Recovering dignity ultimately depends on owning all of one’s life, one’s history. This often means accepting the truth of what one’s life has been, even if it has been one of humiliation, of deprivation, of abuse, or of any other kind of indignity. I believe this problem translates to the broader social level as well-- to groups and nations. As Vlamid Volkan has shown, narcissistic injury and humiliation stand often at the core of group conflicts as well. The kind of individual defensiveness I have been talking about corresponds to what leaders often do when they preserve and cultivate the sense of past humiliations and defeats, misleading peoples into the effort to perpetuate entitlements and revenge. What is needed instead is a realistic assessment of the situation and a measure of acceptance, and to acknowledge that there is no going back to a state before the injury, that moving forward requires tolerance of defeat and reconciliation.

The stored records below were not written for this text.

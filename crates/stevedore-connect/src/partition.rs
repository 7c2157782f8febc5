//! Batch partition and partial-failure model
//!
//! Every destination writer follows the same two-phase contract:
//!
//! 1. **Convert** — each input message is turned into a destination-specific
//!    record; any per-message failure is caught at the message boundary and
//!    recorded against that message's index. Nothing escapes this phase.
//! 2. **Reconcile** — after the destination accepts the valid records, its
//!    per-record failures (keyed by the *original* index carried alongside
//!    each record) merge with the phase-1 failures into one
//!    [`SinkResponse`] covering every input index.
//!
//! The shape is identical for a warehouse table, a wide-column store, and
//! an HTTP endpoint; only record construction and destination error
//! classification vary.

use std::collections::BTreeMap;
use tracing::warn;

use crate::error::{ErrorInfo, SinkError};

/// The per-batch split into converted and failed records.
///
/// Invariant: the indices across `valid` and `invalid` are exactly
/// `{0..n-1}` for an input batch of size `n`, each appearing once.
#[derive(Debug)]
pub struct RecordPartition<T> {
    valid: Vec<(usize, T)>,
    invalid: Vec<(usize, ErrorInfo)>,
}

impl<T> RecordPartition<T> {
    /// Run the fallible per-index conversion over a batch.
    ///
    /// Failures are classified into [`ErrorInfo`] and logged; they never
    /// abort the batch.
    pub fn convert<M, F>(items: &[M], mut convert: F) -> Self
    where
        F: FnMut(usize, &M) -> Result<T, SinkError>,
    {
        let mut valid = Vec::with_capacity(items.len());
        let mut invalid = Vec::new();
        for (index, item) in items.iter().enumerate() {
            match convert(index, item) {
                Ok(record) => valid.push((index, record)),
                Err(err) => {
                    warn!(index, %err, "record failed to convert");
                    invalid.push((index, ErrorInfo::from(err)));
                }
            }
        }
        Self { valid, invalid }
    }

    /// Successfully converted records with their original indices
    pub fn valid(&self) -> &[(usize, T)] {
        &self.valid
    }

    /// Failed records with their original indices
    pub fn invalid(&self) -> &[(usize, ErrorInfo)] {
        &self.invalid
    }

    /// Total number of input records
    pub fn len(&self) -> usize {
        self.valid.len() + self.invalid.len()
    }

    /// Whether the batch was empty
    pub fn is_empty(&self) -> bool {
        self.valid.is_empty() && self.invalid.is_empty()
    }

    /// Consume the valid records, keeping the invalid side for reconciliation
    pub fn take_valid(&mut self) -> Vec<(usize, T)> {
        std::mem::take(&mut self.valid)
    }

    /// Merge destination-reported failures with the conversion failures.
    ///
    /// `destination_failures` are keyed by original input index, not by
    /// position in the valid sublist.
    pub fn into_response(
        self,
        destination_failures: impl IntoIterator<Item = (usize, ErrorInfo)>,
    ) -> SinkResponse {
        let mut response = SinkResponse::new();
        for (index, error) in self.invalid {
            response.record(index, error);
        }
        for (index, error) in destination_failures {
            response.record(index, error);
        }
        response
    }
}

/// Per-batch result: original input index → failure.
///
/// Built fresh per batch call; indices absent from the map succeeded.
#[derive(Debug, Clone, Default, PartialEq)]
pub struct SinkResponse {
    errors: BTreeMap<usize, ErrorInfo>,
}

impl SinkResponse {
    /// An all-success response
    pub fn new() -> Self {
        Self::default()
    }

    /// Record a failure for an input index
    pub fn record(&mut self, index: usize, error: ErrorInfo) {
        self.errors.insert(index, error);
    }

    /// Whether any record failed
    pub fn has_errors(&self) -> bool {
        !self.errors.is_empty()
    }

    /// The failure recorded for an index, if any
    pub fn errors_for(&self, index: usize) -> Option<&ErrorInfo> {
        self.errors.get(&index)
    }

    /// Failed indices, ascending
    pub fn failed_indices(&self) -> impl Iterator<Item = usize> + '_ {
        self.errors.keys().copied()
    }

    /// Iterate failures as (index, error)
    pub fn iter(&self) -> impl Iterator<Item = (usize, &ErrorInfo)> {
        self.errors.iter().map(|(i, e)| (*i, e))
    }

    /// Number of failed records
    pub fn error_count(&self) -> usize {
        self.errors.len()
    }
}
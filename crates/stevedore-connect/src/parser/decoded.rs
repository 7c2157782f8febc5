//! Decoded message: the queryable form of one parsed payload

use bytes::Bytes;
use parking_lot::Mutex;
use prost_reflect::{DynamicMessage, ReflectMessage, Value as ProtoValue};
use std::collections::HashMap;
use std::sync::Arc;

use crate::error::{Result, SinkError};
use crate::message::Mapping;
use crate::parser::proto::scan_unknown_fields;
use crate::schema::Schema;
use crate::value::{json_to_field_value, message_to_mapping, FieldValue};

/// The decoded payload a [`DecodedMessage`] wraps
#[derive(Debug)]
pub enum DecodedPayload {
    /// Reflective protobuf tree plus the original wire bytes, kept for
    /// unknown-field validation
    Proto {
        /// Decoded dynamic message
        message: DynamicMessage,
        /// Original payload bytes
        raw: Bytes,
    },
    /// Flat JSON object
    Json(Mapping),
}

/// One decoded message, queryable by field path.
///
/// Owns the decoded payload and a per-instance memo of computed mappings:
/// the same payload may be asked for its key-schema mapping and its
/// value-schema mapping independently, and each is computed once. The memo
/// is mutex-guarded; everything else is immutable.
#[derive(Debug)]
pub struct DecodedMessage {
    payload: DecodedPayload,
    mapping_memo: Mutex<HashMap<String, Arc<Mapping>>>,
}

impl DecodedMessage {
    /// Wrap a decoded protobuf message and its original bytes
    pub fn proto(message: DynamicMessage, raw: Bytes) -> Self {
        Self {
            payload: DecodedPayload::Proto { message, raw },
            mapping_memo: Mutex::new(HashMap::new()),
        }
    }

    /// Wrap a parsed flat JSON object
    pub fn json(fields: Mapping) -> Self {
        Self {
            payload: DecodedPayload::Json(fields),
            mapping_memo: Mutex::new(HashMap::new()),
        }
    }

    /// The decoded payload
    pub fn payload(&self) -> &DecodedPayload {
        &self.payload
    }

    /// Resolve a dotted field path to a typed [`FieldValue`].
    ///
    /// Proto payloads traverse nested messages schema-first; JSON payloads
    /// look the path up directly in the flat object. Fails with
    /// `InvalidFieldPath` when the path does not resolve.
    pub fn get_field_by_name(&self, path: &str, schema: &Schema) -> Result<FieldValue> {
        match &self.payload {
            DecodedPayload::Proto { message, .. } => {
                let field = schema.field_by_path(path)?;
                let segments: Vec<&str> = path.split('.').collect();
                let raw = extract(message, &segments, path)?;
                FieldValue::resolve(&raw, field)
            }
            DecodedPayload::Json(fields) => {
                let value = fields.get(path).ok_or_else(|| {
                    SinkError::InvalidFieldPath(format!("field '{path}' not found in message"))
                })?;
                Ok(json_to_field_value(value))
            }
        }
    }

    /// Check for undecoded wire data.
    ///
    /// When unknown fields are disallowed, any wire bytes carrying field
    /// numbers absent from the descriptor fail with `UnknownFields`, and the
    /// error lists the offending field numbers and wire types. Detection is
    /// a pure function of the payload bytes and the descriptor, so repeated
    /// validation of the same message always gives the same answer.
    pub fn validate(&self, unknown_fields_allowed: bool) -> Result<()> {
        let DecodedPayload::Proto { message, raw } = &self.payload else {
            return Ok(());
        };
        if unknown_fields_allowed {
            return Ok(());
        }
        let unknown = scan_unknown_fields(raw.clone(), &message.descriptor())?;
        if unknown.is_empty() {
            Ok(())
        } else {
            Err(SinkError::UnknownFields(unknown.join(", ")))
        }
    }

    /// Flattened column projection of this message under `schema`.
    ///
    /// Memoized per schema full name on this instance; the second request
    /// for the same schema returns the previously computed mapping.
    pub fn to_mapping(&self, schema: &Schema) -> Result<Arc<Mapping>> {
        let mut memo = self.mapping_memo.lock();
        if let Some(found) = memo.get(&schema.full_name) {
            return Ok(Arc::clone(found));
        }
        let computed = match &self.payload {
            DecodedPayload::Proto { message, .. } => {
                Arc::new(message_to_mapping(message, schema)?)
            }
            DecodedPayload::Json(fields) => Arc::new(fields.clone()),
        };
        memo.insert(schema.full_name.clone(), Arc::clone(&computed));
        Ok(computed)
    }
}

/// Walk the decoded tree along `segments`, returning the leaf value
fn extract(message: &DynamicMessage, segments: &[&str], path: &str) -> Result<ProtoValue> {
    let name = segments[0];
    let fd = message
        .descriptor()
        .get_field_by_name(name)
        .ok_or_else(|| {
            SinkError::InvalidFieldPath(format!(
                "field '{name}' not found in '{}' (path '{path}')",
                message.descriptor().full_name()
            ))
        })?;
    let value = message.get_field(&fd).into_owned();
    if segments.len() == 1 {
        return Ok(value);
    }
    match value {
        ProtoValue::Message(nested) => extract(&nested, &segments[1..], path),
        _ => Err(SinkError::InvalidFieldPath(format!(
            "field '{name}' in path '{path}' is not a nested message"
        ))),
    }
}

Because of a deeply ingrained human tendency to respond to deficit by blaming either self or other, we can not easily accept as normal a tragic perspective on life. We generally have a hard time feeling compassion for our own or others’ helplessness and the act of reproach or of revenge offers an illusion of strength and control.

There is I am sure a cross cultural notion of the Calvinist idea that God is with those who are successful, this notion is inherently poisonous because it asserts that if someone’s life is more or less disastrous or a non-life it must be that there is something inherently wrong with such a person. The fact that this life is often hell for many is not permitted as a public truth; it is repressed like the simpler truth of our unavoidable ultimate death. But in the end such denial is just adding one indignity upon another.
To get out of the cycle of shame requires speaking about it and acknowledging it. It is in that act of expression that a new capacity to restore dignity emerges. Then dignity finds its security in a new-found compassionate and tolerant response to helplessness and humiliation. If a given person can own the indignity of his or her own life, as a powerful narrative, not suitable for casual conversation but for the ears of a compassionate listener, dignity returns, as identity returns. No longer will the person have to pretend that it was otherwise, keep smiling, or feel like a fraud; instead there can then be a freedom from shame, as shame is compassionately understood, and with that a certain justification of ongoing mental handicaps and vulnerabilities. The result will be a new kind of dignity whose security rests not on hatred or dissociation but on compassion.